[BRIEF]: As the lines appear below, please set them down exactly, starting at the first and finishing with the one containing "use std::collections::BTreeMap;".

[GIVEN DATA]:
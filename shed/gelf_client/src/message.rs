/*
 * Copyright (c) Meta Platforms, Inc. and affiliates.
 *
 * This source code is licensed under both the MIT license found in the
 * LICENSE-MIT file in the root directory of this source tree and the Apache
 * License, Version 2.0 found in the LICENSE-APACHE file in the root directory
 * of this source tree.
 */

//! GELF message payloads

use std::collections::BTreeMap;

use anyhow::Context;
use anyhow::Result;
use serde::Serialize;

/// Protocol version stamped on messages when the configuration leaves the
/// version unset.
pub const DEFAULT_PROTOCOL_VERSION: &str = "1.1";

/// A single GELF payload.
///
/// The mandatory fields are carried as struct members; everything else goes
/// through [`GelfMessage::add_field`], which applies the `_` prefix GELF
/// requires for additional fields.
#[derive(Clone, Debug, Serialize)]
pub struct GelfMessage {
    /// GELF protocol version.
    pub version: String,
    /// Host that emitted the record.
    pub host: String,
    /// First line of the record message.
    pub short_message: String,
    /// Whole record message, present only when it spans multiple lines.
    #[serde(skip_serializing_if = "Option::is_none")]
    pub full_message: Option<String>,
    /// Unix seconds with sub-second precision.
    pub timestamp: f64,
    /// Syslog severity.
    pub level: u8,
    #[serde(flatten)]
    additional: BTreeMap<String, serde_json::Value>,
}

impl GelfMessage {
    /// Create a message stamped with the current time. An empty `version`
    /// selects [`DEFAULT_PROTOCOL_VERSION`].
    pub fn new(version: &str, host: &str, message: &str, level: u8) -> GelfMessage {
        let version = if version.is_empty() {
            DEFAULT_PROTOCOL_VERSION
        } else {
            version
        };
        let short_message = message.lines().next().unwrap_or("").to_owned();
        let full_message = if short_message.len() < message.len() {
            Some(message.to_owned())
        } else {
            None
        };
        GelfMessage {
            version: version.to_owned(),
            host: host.to_owned(),
            short_message,
            full_message,
            timestamp: chrono::Utc::now().timestamp_micros() as f64 / 1_000_000.0,
            level,
            additional: BTreeMap::new(),
        }
    }

    /// Attach an additional field, prefixing the key with `_` if the caller
    /// has not already done so. The `_id` key is reserved by Graylog and is
    /// dropped.
    pub fn add_field(&mut self, key: &str, value: serde_json::Value) {
        let key = if key.starts_with('_') {
            key.to_owned()
        } else {
            format!("_{key}")
        };
        if key == "_id" {
            return;
        }
        self.additional.insert(key, value);
    }

    /// Look up an additional field by its stored, `_`-prefixed key.
    pub fn field(&self, key: &str) -> Option<&serde_json::Value> {
        self.additional.get(key)
    }

    /// Encode this message as a GELF TCP frame: the JSON document followed by
    /// a NUL delimiter. JSON escapes interior NULs, so the delimiter is
    /// unambiguous.
    pub fn to_tcp_frame(&self) -> Result<Vec<u8>> {
        let mut frame = serde_json::to_vec(self).context("failed to encode GELF message")?;
        frame.push(0);
        Ok(frame)
    }
}

#[cfg(test)]
mod tests {
    use serde_json::Value;
    use serde_json::json;

    use super::*;

    #[test]
    fn test_mandatory_fields() {
        let message = GelfMessage::new("", "host1", "something happened", 6);
        let encoded: Value =
            serde_json::to_value(&message).expect("failed to serialize message");
        assert_eq!(encoded["version"], "1.1");
        assert_eq!(encoded["host"], "host1");
        assert_eq!(encoded["short_message"], "something happened");
        assert_eq!(encoded["level"], 6);
        assert!(encoded["timestamp"].as_f64().unwrap() > 0.0);
        assert!(encoded.get("full_message").is_none());
    }

    #[test]
    fn test_version_override() {
        let message = GelfMessage::new("1.0", "host1", "m", 6);
        assert_eq!(message.version, "1.0");
    }

    #[test]
    fn test_multiline_message_split() {
        let message = GelfMessage::new("", "host1", "first line\nsecond line", 3);
        assert_eq!(message.short_message, "first line");
        assert_eq!(
            message.full_message.as_deref(),
            Some("first line\nsecond line")
        );
    }

    #[test]
    fn test_additional_field_prefixing() {
        let mut message = GelfMessage::new("", "host1", "m", 6);
        message.add_field("answer", json!(42));
        message.add_field("_already", json!("prefixed"));
        assert_eq!(message.field("_answer"), Some(&json!(42)));
        assert_eq!(message.field("_already"), Some(&json!("prefixed")));
        assert!(message.field("answer").is_none());
    }

    #[test]
    fn test_reserved_id_field_dropped() {
        let mut message = GelfMessage::new("", "host1", "m", 6);
        message.add_field("id", json!("nope"));
        message.add_field("_id", json!("nope"));
        assert!(message.field("_id").is_none());
    }

    #[test]
    fn test_tcp_frame_is_nul_terminated_json() {
        let mut message = GelfMessage::new("", "host1", "framed", 6);
        message.add_field("answer", json!(42));
        let frame = message.to_tcp_frame().expect("failed to encode frame");
        assert_eq!(frame.last(), Some(&0u8));
        let decoded: Value = serde_json::from_slice(&frame[..frame.len() - 1])
            .expect("frame payload is not valid JSON");
        assert_eq!(decoded["short_message"], "framed");
        assert_eq!(decoded["_answer"], 42);
    }
}
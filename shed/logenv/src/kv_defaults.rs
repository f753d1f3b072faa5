/*
 * Copyright (c) Meta Platforms, Inc. and affiliates.
 *
 * This source code is licensed under both the MIT license found in the
 * LICENSE-MIT file in the root directory of this source tree and the Apache
 * License, Version 2.0 found in the LICENSE-APACHE file in the root directory
 * of this source tree.
 */

//! Module defining the KV values attached to every record

use slog::KV;
use slog::Record;
use slog::Result as SlogResult;
use slog::Serializer;

use crate::config::Env;

/// Common KV values stamped onto every record: the reporting hostname, the
/// deployment environment under a configurable key, and the application name.
pub struct CommonKV {
    hostname: String,
    app_name: String,
    env_key: &'static str,
    env_name: &'static str,
}

impl CommonKV {
    /// Create the common values for the given environment. An empty
    /// `app_name` is omitted from records.
    pub fn new(hostname: String, app_name: String, env_key: &'static str, env: Env) -> CommonKV {
        CommonKV {
            hostname,
            app_name,
            env_key,
            env_name: env.name(),
        }
    }
}

impl KV for CommonKV {
    fn serialize(&self, _record: &Record<'_>, serializer: &mut dyn Serializer) -> SlogResult {
        serializer.emit_str("hostname", &self.hostname)?;
        serializer.emit_str(self.env_key, self.env_name)?;
        if !self.app_name.is_empty() {
            serializer.emit_str("app", &self.app_name)?;
        }
        Ok(())
    }
}

#[cfg(test)]
mod tests {
    use slog::Level;
    use slog::b;
    use slog::record;
    use slog_gelf_fmt::CollectorSerializer;

    use super::*;

    #[test]
    fn test_emitted_pairs() {
        let mut serializer = CollectorSerializer::new();
        CommonKV::new("host1".to_owned(), "app1".to_owned(), "env", Env::Prod)
            .serialize(
                &record!(Level::Info, "test", &format_args!(""), b!()),
                &mut serializer,
            )
            .expect("failed to serialize");
        assert_eq!(
            serializer.into_inner(),
            vec![
                ("hostname", "host1".to_owned()),
                ("env", "production".to_owned()),
                ("app", "app1".to_owned()),
            ]
        );
    }

    #[test]
    fn test_empty_app_name_omitted() {
        let mut serializer = CollectorSerializer::new();
        CommonKV::new("host1".to_owned(), String::new(), "deploy_env", Env::Test)
            .serialize(
                &record!(Level::Info, "test", &format_args!(""), b!()),
                &mut serializer,
            )
            .expect("failed to serialize");
        assert_eq!(
            serializer.into_inner(),
            vec![
                ("hostname", "host1".to_owned()),
                ("deploy_env", "test".to_owned()),
            ]
        );
    }
}
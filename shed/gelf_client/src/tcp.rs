/*
 * Copyright (c) Meta Platforms, Inc. and affiliates.
 *
 * This source code is licensed under both the MIT license found in the
 * LICENSE-MIT file in the root directory of this source tree and the Apache
 * License, Version 2.0 found in the LICENSE-APACHE file in the root directory
 * of this source tree.
 */

//! GELF-over-TCP transport, optionally wrapped in TLS

use std::io;
use std::io::Write;
use std::net::Shutdown;
use std::net::SocketAddr;
use std::net::TcpStream;
use std::net::ToSocketAddrs;

use anyhow::Context;
use anyhow::Result;
use anyhow::anyhow;
use openssl::ssl::SslConnector;
use openssl::ssl::SslMethod;
use openssl::ssl::SslStream;
use openssl::ssl::SslVerifyMode;

use crate::message::GelfMessage;
use crate::transport::Graylog;
use crate::transport::GraylogConfig;
use crate::transport::SinkConnector;

/// Production connector: opens a TCP session to the collector, optionally
/// wrapped in TLS, bounded by the configured connection timeout.
pub struct TcpConnector;

impl SinkConnector for TcpConnector {
    fn connect(&self, config: &GraylogConfig) -> Result<Box<dyn Graylog>> {
        let stream = open_stream(config)?;
        Ok(Box::new(TcpGraylog { stream }))
    }
}

fn resolve(config: &GraylogConfig) -> Result<SocketAddr> {
    (config.address.as_str(), config.port)
        .to_socket_addrs()
        .with_context(|| format!("failed to resolve {}:{}", config.address, config.port))?
        .next()
        .ok_or_else(|| anyhow!("no addresses found for {}:{}", config.address, config.port))
}

fn open_stream(config: &GraylogConfig) -> Result<GraylogStream> {
    let addr = resolve(config)?;
    let tcp = if config.connection_timeout.is_zero() {
        TcpStream::connect(addr)
    } else {
        TcpStream::connect_timeout(&addr, config.connection_timeout)
    }
    .with_context(|| format!("failed to connect to Graylog at {addr}"))?;
    tcp.set_nodelay(true)
        .context("failed to set TCP_NODELAY on Graylog session")?;

    if config.use_tls {
        Ok(GraylogStream::Tls(Box::new(tls_handshake(config, tcp)?)))
    } else {
        Ok(GraylogStream::Plain(tcp))
    }
}

fn tls_handshake(config: &GraylogConfig, tcp: TcpStream) -> Result<SslStream<TcpStream>> {
    let mut builder = SslConnector::builder(SslMethod::tls())
        .context("failed to build TLS connector")?;
    if config.insecure_skip_verify {
        builder.set_verify(SslVerifyMode::NONE);
    }
    let mut session = builder
        .build()
        .configure()
        .context("failed to configure TLS session")?;
    if config.insecure_skip_verify {
        session.set_verify_hostname(false);
    }
    session.connect(&config.address, tcp).map_err(|err| {
        anyhow!(
            "TLS handshake with {}:{} failed: {err}",
            config.address,
            config.port
        )
    })
}

enum GraylogStream {
    Plain(TcpStream),
    Tls(Box<SslStream<TcpStream>>),
}

impl Write for GraylogStream {
    fn write(&mut self, buf: &[u8]) -> io::Result<usize> {
        match self {
            GraylogStream::Plain(tcp) => tcp.write(buf),
            GraylogStream::Tls(tls) => tls.write(buf),
        }
    }

    fn flush(&mut self) -> io::Result<()> {
        match self {
            GraylogStream::Plain(tcp) => tcp.flush(),
            GraylogStream::Tls(tls) => tls.flush(),
        }
    }
}

/// A connected GELF TCP session. Messages go out as NUL-terminated JSON
/// frames.
struct TcpGraylog {
    stream: GraylogStream,
}

impl Graylog for TcpGraylog {
    fn send(&mut self, message: &GelfMessage) -> Result<()> {
        let frame = message.to_tcp_frame()?;
        self.stream
            .write_all(&frame)
            .context("failed to write GELF frame")?;
        Ok(())
    }

    fn flush(&mut self) -> Result<()> {
        self.stream
            .flush()
            .context("failed to flush Graylog session")?;
        Ok(())
    }

    fn close(&mut self) -> Result<()> {
        match &mut self.stream {
            GraylogStream::Plain(tcp) => tcp
                .shutdown(Shutdown::Both)
                .context("failed to shut Graylog session down")?,
            GraylogStream::Tls(tls) => {
                // Best-effort close_notify; the peer may already be gone.
                let _ = tls.shutdown();
                tls.get_ref()
                    .shutdown(Shutdown::Both)
                    .context("failed to shut Graylog session down")?;
            }
        }
        Ok(())
    }
}

#[cfg(test)]
mod tests {
    use std::io::Read;
    use std::net::TcpListener;
    use std::thread;
    use std::time::Duration;

    use serde_json::Value;

    use super::*;

    #[test]
    fn test_send_over_tcp() {
        let listener = TcpListener::bind("127.0.0.1:0").expect("failed to bind");
        let port = listener.local_addr().expect("no local addr").port();
        let server = thread::spawn(move || {
            let (mut socket, _) = listener.accept().expect("accept failed");
            let mut buf = Vec::new();
            socket.read_to_end(&mut buf).expect("read failed");
            buf
        });

        let config = GraylogConfig {
            address: "127.0.0.1".to_owned(),
            port,
            connection_timeout: Duration::from_secs(5),
            ..GraylogConfig::default()
        };
        let mut graylog = TcpConnector.connect(&config).expect("failed to connect");
        let message = GelfMessage::new("", "testhost", "over the wire", 6);
        graylog.send(&message).expect("failed to send");
        graylog.close().expect("failed to close");

        let buf = server.join().expect("server thread panicked");
        assert_eq!(buf.last(), Some(&0u8));
        let decoded: Value =
            serde_json::from_slice(&buf[..buf.len() - 1]).expect("invalid frame payload");
        assert_eq!(decoded["short_message"], "over the wire");
        assert_eq!(decoded["host"], "testhost");
        assert_eq!(decoded["version"], "1.1");
    }

    #[test]
    fn test_connect_failure_is_reported() {
        // Grab a port with no listener behind it.
        let listener = TcpListener::bind("127.0.0.1:0").expect("failed to bind");
        let port = listener.local_addr().expect("no local addr").port();
        drop(listener);

        let config = GraylogConfig {
            address: "127.0.0.1".to_owned(),
            port,
            connection_timeout: Duration::from_millis(500),
            ..GraylogConfig::default()
        };
        assert!(TcpConnector.connect(&config).is_err());
    }
}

[REPLY]:
filename shed/gelf_client/src/message.rs
/*
 * Copyright (c) Meta Platforms, Inc. and affiliates.
 *
 * This source code is licensed under both the MIT license found in the
 * LICENSE-MIT file in the root directory of this source tree and the Apache
 * License, Version 2.0 found in the LICENSE-APACHE file in the root directory
 * of this source tree.
 */

//! GELF message payloads

use std::collections::BTreeMap;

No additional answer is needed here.